Exercise prompt: For each line in the material below that holds "struct", copy that line.

Input material:
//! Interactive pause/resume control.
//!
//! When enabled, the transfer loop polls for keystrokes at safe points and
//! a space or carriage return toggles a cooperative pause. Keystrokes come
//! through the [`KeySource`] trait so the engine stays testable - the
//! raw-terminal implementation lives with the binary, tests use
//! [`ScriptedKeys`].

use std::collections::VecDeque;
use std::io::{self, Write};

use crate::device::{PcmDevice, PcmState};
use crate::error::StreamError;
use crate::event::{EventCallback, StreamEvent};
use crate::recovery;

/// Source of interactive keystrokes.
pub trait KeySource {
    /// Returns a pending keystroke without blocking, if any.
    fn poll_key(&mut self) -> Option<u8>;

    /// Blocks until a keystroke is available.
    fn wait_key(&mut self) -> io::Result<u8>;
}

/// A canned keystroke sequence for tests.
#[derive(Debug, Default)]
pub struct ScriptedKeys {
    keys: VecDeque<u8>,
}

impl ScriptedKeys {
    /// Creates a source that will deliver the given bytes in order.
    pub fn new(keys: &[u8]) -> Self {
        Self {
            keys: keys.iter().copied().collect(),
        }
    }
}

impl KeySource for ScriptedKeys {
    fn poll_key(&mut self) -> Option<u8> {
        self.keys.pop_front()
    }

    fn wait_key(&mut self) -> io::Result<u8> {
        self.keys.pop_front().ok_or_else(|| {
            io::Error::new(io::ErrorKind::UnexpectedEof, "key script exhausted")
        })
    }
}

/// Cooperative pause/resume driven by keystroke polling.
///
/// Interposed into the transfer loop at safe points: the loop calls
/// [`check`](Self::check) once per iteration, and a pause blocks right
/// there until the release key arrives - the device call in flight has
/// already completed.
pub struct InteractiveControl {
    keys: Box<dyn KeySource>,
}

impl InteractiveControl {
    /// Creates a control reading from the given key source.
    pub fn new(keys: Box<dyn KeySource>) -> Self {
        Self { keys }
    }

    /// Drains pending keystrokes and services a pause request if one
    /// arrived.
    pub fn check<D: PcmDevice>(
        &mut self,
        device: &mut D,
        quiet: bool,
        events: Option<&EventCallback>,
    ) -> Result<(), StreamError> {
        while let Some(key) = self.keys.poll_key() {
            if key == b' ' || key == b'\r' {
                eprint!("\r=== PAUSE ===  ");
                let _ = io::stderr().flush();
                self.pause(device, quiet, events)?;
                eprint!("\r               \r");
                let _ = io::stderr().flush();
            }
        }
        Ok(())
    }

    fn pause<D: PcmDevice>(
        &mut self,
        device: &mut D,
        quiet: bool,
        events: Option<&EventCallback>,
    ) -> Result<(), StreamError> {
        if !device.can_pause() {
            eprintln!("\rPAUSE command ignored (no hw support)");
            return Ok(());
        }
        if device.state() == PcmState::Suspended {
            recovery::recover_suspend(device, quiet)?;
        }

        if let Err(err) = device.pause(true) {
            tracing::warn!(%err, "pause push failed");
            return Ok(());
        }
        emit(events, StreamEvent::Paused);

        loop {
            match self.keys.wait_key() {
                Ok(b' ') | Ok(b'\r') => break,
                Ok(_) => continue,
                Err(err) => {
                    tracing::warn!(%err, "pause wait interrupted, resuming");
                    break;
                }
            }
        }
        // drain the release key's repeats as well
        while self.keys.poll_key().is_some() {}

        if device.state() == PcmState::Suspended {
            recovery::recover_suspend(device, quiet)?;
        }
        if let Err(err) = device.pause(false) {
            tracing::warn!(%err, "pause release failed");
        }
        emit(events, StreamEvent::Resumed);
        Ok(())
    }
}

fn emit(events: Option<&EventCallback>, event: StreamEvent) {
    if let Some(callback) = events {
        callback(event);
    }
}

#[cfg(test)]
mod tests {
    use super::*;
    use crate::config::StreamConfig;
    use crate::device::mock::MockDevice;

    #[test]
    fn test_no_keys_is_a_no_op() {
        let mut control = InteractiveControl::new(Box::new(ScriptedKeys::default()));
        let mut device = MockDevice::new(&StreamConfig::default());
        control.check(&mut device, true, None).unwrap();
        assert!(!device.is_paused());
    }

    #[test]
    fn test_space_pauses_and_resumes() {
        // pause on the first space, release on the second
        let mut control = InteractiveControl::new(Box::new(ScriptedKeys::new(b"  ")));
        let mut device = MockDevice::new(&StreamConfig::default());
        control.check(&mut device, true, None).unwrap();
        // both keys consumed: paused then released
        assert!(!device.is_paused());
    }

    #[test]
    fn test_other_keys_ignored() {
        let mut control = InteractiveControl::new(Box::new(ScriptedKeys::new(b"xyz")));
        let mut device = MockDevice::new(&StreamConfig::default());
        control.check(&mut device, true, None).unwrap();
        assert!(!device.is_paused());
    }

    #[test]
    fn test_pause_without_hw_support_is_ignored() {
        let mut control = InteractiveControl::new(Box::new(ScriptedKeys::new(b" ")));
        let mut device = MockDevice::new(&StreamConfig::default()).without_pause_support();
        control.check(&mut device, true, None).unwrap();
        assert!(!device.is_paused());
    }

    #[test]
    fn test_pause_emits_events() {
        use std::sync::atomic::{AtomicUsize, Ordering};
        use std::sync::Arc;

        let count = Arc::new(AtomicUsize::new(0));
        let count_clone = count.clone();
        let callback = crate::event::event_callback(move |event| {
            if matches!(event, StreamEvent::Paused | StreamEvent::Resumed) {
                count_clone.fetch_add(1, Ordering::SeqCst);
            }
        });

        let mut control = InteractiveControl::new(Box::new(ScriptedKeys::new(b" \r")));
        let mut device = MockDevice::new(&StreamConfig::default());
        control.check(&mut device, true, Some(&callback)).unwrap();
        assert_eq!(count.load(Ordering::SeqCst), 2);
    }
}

Written response:
pub struct ScriptedKeys {
pub struct InteractiveControl {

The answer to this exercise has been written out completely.